* [TASK OBJECTIVE]: Report how many lines in the data include "writer", with the number as the only reply.

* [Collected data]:
◇ ◇ ◇

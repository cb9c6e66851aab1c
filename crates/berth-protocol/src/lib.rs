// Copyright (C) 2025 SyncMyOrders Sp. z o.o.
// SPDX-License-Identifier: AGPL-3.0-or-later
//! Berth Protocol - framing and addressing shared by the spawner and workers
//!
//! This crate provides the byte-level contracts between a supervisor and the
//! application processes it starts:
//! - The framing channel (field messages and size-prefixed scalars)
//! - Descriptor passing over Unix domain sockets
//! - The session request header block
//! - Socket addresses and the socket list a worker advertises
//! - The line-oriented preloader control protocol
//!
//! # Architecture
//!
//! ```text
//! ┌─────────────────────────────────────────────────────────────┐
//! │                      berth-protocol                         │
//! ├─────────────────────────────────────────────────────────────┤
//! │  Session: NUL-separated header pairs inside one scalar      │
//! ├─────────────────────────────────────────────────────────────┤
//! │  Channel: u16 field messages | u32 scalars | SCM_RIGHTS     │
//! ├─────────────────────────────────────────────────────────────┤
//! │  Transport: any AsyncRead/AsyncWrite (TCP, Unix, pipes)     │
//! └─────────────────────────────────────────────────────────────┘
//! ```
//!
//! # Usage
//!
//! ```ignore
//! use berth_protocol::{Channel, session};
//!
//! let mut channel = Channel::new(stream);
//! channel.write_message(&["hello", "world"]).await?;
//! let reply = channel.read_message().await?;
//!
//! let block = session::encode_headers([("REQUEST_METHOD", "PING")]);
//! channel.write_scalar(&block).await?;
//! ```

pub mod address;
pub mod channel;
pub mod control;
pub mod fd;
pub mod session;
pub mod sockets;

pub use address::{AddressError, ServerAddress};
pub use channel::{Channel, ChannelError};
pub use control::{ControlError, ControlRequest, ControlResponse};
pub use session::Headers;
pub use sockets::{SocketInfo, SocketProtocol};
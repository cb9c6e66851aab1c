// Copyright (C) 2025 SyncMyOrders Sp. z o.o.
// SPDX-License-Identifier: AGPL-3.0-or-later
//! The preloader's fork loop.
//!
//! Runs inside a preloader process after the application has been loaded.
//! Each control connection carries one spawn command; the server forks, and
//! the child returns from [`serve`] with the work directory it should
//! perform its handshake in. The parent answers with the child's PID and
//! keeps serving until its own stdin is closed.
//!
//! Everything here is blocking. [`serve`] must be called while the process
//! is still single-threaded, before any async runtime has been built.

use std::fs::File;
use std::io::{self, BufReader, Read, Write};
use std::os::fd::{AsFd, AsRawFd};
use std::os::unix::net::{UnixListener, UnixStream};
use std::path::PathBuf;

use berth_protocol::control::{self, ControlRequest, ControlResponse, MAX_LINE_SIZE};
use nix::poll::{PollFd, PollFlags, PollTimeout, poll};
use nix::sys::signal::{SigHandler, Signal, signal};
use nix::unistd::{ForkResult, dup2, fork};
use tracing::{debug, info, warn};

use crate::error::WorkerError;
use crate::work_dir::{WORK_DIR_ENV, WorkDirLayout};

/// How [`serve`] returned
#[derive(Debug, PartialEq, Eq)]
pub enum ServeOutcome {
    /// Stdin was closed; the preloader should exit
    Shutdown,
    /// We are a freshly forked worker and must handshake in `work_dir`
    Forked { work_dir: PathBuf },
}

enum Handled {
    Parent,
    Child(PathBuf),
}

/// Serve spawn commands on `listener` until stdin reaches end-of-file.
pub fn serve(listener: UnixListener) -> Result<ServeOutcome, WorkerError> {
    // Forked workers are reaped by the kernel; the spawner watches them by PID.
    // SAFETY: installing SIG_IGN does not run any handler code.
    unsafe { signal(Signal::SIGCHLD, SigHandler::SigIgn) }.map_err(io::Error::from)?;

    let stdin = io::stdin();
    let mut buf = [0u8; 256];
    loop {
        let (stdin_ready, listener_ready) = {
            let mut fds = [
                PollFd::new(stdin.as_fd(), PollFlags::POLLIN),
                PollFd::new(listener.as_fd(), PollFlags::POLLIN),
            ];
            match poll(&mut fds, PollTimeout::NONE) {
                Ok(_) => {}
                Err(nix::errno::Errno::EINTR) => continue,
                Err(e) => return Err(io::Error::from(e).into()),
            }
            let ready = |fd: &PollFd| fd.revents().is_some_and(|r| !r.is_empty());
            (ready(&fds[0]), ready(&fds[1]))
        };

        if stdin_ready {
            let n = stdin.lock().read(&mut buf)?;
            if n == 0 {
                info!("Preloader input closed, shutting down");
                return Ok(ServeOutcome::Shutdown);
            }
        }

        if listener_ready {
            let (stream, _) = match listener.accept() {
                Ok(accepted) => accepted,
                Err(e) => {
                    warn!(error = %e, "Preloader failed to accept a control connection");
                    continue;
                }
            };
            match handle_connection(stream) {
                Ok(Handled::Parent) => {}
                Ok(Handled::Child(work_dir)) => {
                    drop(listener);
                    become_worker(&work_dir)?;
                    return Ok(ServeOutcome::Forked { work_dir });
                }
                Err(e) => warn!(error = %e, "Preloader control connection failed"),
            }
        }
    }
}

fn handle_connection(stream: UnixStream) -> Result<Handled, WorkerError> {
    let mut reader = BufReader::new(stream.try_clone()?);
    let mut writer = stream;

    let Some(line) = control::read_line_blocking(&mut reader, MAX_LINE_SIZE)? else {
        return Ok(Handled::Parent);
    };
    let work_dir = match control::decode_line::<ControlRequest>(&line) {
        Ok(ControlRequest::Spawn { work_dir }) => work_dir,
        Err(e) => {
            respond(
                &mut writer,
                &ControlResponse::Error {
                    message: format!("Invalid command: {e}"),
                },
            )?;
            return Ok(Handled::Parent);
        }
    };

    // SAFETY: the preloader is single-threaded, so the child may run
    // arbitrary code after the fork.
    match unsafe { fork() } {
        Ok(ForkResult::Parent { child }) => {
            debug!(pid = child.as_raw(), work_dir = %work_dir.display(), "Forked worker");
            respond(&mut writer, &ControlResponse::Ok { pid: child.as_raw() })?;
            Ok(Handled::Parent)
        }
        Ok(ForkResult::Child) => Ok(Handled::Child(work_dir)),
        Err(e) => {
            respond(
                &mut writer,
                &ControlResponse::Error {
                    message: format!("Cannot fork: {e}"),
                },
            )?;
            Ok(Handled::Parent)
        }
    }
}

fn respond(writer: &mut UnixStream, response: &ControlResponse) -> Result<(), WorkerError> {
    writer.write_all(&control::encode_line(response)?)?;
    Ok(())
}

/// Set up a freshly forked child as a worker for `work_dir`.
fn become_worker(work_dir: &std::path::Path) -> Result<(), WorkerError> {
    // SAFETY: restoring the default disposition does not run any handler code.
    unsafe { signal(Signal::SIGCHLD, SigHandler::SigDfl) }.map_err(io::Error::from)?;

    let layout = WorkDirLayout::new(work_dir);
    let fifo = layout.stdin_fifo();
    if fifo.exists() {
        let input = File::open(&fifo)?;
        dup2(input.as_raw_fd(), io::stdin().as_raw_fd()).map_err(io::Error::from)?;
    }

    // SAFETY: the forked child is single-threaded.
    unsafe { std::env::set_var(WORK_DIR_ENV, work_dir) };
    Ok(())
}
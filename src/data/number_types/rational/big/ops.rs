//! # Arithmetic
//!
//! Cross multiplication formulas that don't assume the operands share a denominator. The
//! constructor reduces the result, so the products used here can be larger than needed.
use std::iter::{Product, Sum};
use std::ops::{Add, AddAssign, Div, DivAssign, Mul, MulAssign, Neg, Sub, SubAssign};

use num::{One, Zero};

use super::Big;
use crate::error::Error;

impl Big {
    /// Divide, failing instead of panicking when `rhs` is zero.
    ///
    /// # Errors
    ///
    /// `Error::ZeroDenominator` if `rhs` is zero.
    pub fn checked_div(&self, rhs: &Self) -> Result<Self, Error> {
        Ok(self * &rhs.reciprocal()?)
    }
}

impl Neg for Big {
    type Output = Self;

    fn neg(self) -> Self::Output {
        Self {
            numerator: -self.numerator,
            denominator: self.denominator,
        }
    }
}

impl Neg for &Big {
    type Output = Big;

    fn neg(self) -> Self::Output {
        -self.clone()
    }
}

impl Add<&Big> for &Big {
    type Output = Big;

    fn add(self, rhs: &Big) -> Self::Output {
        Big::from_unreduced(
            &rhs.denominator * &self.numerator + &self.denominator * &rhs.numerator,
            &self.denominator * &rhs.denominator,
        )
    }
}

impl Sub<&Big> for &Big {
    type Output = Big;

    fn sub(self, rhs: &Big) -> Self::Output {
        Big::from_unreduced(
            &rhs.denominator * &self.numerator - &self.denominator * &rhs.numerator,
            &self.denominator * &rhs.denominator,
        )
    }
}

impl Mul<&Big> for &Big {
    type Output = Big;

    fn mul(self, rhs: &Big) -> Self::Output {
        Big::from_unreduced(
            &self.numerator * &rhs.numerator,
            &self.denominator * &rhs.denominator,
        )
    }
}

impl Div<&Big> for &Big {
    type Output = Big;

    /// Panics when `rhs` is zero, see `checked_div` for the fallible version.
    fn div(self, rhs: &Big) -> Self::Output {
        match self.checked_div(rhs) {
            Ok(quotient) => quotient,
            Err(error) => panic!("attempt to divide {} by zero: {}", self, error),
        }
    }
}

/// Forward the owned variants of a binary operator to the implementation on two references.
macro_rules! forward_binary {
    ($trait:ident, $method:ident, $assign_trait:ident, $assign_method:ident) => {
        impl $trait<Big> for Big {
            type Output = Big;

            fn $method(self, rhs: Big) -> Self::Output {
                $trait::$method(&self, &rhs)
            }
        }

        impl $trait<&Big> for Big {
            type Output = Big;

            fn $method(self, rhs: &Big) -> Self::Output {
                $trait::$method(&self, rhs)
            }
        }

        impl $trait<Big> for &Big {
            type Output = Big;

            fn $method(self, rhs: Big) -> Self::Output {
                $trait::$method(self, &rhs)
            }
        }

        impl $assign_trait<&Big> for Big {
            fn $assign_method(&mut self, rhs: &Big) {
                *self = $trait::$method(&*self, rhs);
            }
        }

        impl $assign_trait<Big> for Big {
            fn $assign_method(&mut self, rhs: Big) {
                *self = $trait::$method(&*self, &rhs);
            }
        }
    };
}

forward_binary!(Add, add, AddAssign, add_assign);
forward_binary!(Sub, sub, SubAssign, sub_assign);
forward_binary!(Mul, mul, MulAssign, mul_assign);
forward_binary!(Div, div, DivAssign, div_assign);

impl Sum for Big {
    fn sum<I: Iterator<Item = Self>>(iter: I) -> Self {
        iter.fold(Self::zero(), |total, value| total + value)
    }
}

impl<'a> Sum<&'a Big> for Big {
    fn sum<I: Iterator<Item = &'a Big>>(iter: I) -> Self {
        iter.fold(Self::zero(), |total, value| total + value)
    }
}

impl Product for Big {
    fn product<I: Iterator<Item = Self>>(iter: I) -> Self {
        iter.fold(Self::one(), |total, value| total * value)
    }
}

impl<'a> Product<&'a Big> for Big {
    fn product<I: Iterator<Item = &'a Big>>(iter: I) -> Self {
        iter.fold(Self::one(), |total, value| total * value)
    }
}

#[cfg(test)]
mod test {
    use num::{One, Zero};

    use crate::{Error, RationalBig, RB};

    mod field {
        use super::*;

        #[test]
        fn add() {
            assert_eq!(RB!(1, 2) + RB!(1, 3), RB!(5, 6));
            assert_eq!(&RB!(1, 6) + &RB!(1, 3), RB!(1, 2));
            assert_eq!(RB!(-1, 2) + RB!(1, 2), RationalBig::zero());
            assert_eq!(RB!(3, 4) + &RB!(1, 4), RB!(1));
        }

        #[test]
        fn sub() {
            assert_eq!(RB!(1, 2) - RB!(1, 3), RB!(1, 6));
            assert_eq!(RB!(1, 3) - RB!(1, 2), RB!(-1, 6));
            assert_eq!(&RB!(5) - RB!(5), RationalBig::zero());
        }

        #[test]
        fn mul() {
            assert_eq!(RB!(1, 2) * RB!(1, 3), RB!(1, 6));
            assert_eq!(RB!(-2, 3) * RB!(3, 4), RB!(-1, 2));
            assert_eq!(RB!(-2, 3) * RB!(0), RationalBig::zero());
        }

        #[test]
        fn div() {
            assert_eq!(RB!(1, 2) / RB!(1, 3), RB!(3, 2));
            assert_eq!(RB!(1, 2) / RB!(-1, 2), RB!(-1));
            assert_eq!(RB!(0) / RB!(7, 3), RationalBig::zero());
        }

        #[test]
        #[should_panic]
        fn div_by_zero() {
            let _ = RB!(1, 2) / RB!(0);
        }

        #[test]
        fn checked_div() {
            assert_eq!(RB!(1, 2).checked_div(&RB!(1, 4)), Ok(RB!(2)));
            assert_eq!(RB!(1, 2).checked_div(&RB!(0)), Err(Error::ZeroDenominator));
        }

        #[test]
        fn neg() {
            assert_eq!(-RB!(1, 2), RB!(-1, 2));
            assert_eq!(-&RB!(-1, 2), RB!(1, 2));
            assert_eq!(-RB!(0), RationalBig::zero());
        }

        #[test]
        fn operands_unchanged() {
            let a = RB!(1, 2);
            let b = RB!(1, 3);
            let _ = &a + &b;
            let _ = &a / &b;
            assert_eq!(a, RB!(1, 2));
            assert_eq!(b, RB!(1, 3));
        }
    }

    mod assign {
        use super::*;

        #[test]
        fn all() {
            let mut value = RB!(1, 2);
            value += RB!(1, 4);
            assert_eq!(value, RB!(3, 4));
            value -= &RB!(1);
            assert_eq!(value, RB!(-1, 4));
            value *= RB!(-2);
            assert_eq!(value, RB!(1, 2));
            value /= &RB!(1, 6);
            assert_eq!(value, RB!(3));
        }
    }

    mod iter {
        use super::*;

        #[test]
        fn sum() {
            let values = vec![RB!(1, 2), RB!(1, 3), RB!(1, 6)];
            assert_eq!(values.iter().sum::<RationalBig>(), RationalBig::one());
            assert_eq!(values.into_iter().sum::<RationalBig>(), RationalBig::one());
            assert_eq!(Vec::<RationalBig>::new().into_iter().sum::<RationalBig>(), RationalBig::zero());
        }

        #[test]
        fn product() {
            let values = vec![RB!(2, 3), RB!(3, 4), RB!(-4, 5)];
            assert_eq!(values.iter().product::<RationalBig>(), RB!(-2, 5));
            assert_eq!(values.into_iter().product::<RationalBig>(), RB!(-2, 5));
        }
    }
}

◇ ◇ ◇

* [EXERCISE OUTPUT]: 6